* **Task instructions**
Among the entries below, find the lines that hold the word "unwrap" and report them.

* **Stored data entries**
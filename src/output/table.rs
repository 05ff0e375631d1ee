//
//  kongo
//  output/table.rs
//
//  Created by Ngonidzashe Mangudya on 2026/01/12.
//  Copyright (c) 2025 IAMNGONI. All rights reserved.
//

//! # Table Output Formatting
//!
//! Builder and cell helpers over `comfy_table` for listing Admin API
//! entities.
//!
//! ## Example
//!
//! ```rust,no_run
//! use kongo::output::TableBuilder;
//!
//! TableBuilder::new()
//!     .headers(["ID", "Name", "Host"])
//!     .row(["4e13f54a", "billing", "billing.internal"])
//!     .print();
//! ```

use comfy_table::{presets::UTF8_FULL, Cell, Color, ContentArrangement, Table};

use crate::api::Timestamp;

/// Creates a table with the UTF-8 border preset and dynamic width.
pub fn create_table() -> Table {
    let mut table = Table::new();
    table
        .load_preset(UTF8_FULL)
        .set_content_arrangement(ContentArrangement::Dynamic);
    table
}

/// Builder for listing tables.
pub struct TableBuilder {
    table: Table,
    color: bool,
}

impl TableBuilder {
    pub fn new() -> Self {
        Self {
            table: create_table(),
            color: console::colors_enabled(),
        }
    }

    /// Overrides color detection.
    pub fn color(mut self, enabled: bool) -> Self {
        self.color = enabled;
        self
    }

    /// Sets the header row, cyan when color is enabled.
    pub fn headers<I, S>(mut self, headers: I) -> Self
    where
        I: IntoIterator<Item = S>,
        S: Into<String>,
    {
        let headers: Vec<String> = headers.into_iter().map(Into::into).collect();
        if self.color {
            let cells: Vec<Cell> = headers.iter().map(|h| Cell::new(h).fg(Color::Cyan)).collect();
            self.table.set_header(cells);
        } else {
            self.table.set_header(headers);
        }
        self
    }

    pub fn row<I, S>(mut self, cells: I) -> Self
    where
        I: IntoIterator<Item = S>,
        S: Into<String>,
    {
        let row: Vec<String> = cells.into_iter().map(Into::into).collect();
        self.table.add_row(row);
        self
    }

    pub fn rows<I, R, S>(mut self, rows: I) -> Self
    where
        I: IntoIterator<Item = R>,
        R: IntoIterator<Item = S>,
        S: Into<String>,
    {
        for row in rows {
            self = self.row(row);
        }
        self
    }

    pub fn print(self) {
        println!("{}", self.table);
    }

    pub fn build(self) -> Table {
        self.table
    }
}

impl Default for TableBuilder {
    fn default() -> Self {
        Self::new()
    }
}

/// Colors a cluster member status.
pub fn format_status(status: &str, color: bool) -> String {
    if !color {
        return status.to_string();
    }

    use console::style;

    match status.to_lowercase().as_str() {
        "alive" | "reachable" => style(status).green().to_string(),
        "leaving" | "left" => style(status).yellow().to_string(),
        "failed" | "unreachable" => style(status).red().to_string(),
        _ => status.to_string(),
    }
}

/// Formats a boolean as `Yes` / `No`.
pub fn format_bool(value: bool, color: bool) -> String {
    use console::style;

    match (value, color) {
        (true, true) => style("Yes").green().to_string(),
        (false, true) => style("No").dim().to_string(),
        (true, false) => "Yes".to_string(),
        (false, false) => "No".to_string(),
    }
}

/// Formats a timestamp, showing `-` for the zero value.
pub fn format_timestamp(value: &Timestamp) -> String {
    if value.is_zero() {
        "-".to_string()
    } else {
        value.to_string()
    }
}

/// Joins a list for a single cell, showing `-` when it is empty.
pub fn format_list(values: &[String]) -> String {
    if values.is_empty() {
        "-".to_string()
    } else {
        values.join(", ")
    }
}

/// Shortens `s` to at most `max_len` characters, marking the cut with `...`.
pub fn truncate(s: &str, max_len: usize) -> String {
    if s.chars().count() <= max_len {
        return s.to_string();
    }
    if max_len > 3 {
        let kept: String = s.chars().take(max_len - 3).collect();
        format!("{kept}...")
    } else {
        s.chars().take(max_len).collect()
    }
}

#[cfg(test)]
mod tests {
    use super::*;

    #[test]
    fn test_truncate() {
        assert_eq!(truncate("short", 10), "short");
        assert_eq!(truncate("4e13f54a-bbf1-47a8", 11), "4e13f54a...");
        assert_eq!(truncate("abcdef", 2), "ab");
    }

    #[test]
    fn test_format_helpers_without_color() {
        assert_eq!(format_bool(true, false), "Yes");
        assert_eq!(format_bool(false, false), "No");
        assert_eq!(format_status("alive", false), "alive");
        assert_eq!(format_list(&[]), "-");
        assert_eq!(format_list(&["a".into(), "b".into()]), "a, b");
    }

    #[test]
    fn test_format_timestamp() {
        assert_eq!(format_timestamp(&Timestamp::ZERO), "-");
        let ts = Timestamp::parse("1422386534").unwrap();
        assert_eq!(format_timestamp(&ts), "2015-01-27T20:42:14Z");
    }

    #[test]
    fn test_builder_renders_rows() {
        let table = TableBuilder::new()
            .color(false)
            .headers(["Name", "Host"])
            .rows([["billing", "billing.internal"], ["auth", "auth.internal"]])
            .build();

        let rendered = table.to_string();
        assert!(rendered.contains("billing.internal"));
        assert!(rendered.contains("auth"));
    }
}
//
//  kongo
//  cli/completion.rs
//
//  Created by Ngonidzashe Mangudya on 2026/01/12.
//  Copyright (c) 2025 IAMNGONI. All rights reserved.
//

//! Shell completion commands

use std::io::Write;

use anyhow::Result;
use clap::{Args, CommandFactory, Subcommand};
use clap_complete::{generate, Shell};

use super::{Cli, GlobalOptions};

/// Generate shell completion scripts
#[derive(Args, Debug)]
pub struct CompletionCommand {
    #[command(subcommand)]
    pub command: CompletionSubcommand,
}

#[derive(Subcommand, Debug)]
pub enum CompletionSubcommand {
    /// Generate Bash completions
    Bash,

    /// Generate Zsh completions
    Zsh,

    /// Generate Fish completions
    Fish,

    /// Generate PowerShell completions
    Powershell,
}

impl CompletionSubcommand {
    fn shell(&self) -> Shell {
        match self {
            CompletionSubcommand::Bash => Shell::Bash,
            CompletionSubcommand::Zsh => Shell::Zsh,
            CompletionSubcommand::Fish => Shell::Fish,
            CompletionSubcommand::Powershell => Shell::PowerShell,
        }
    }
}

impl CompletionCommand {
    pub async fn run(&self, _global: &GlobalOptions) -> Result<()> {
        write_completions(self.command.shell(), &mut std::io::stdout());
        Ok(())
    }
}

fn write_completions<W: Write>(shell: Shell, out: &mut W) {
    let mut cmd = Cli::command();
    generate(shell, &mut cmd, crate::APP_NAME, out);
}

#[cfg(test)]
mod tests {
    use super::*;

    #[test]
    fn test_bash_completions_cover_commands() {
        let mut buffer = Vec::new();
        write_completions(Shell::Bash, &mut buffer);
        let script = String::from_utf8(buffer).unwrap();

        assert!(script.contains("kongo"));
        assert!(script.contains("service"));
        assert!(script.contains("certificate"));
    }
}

* **Exercise response**
        let ts = Timestamp::parse("1422386534").unwrap();
        let script = String::from_utf8(buffer).unwrap();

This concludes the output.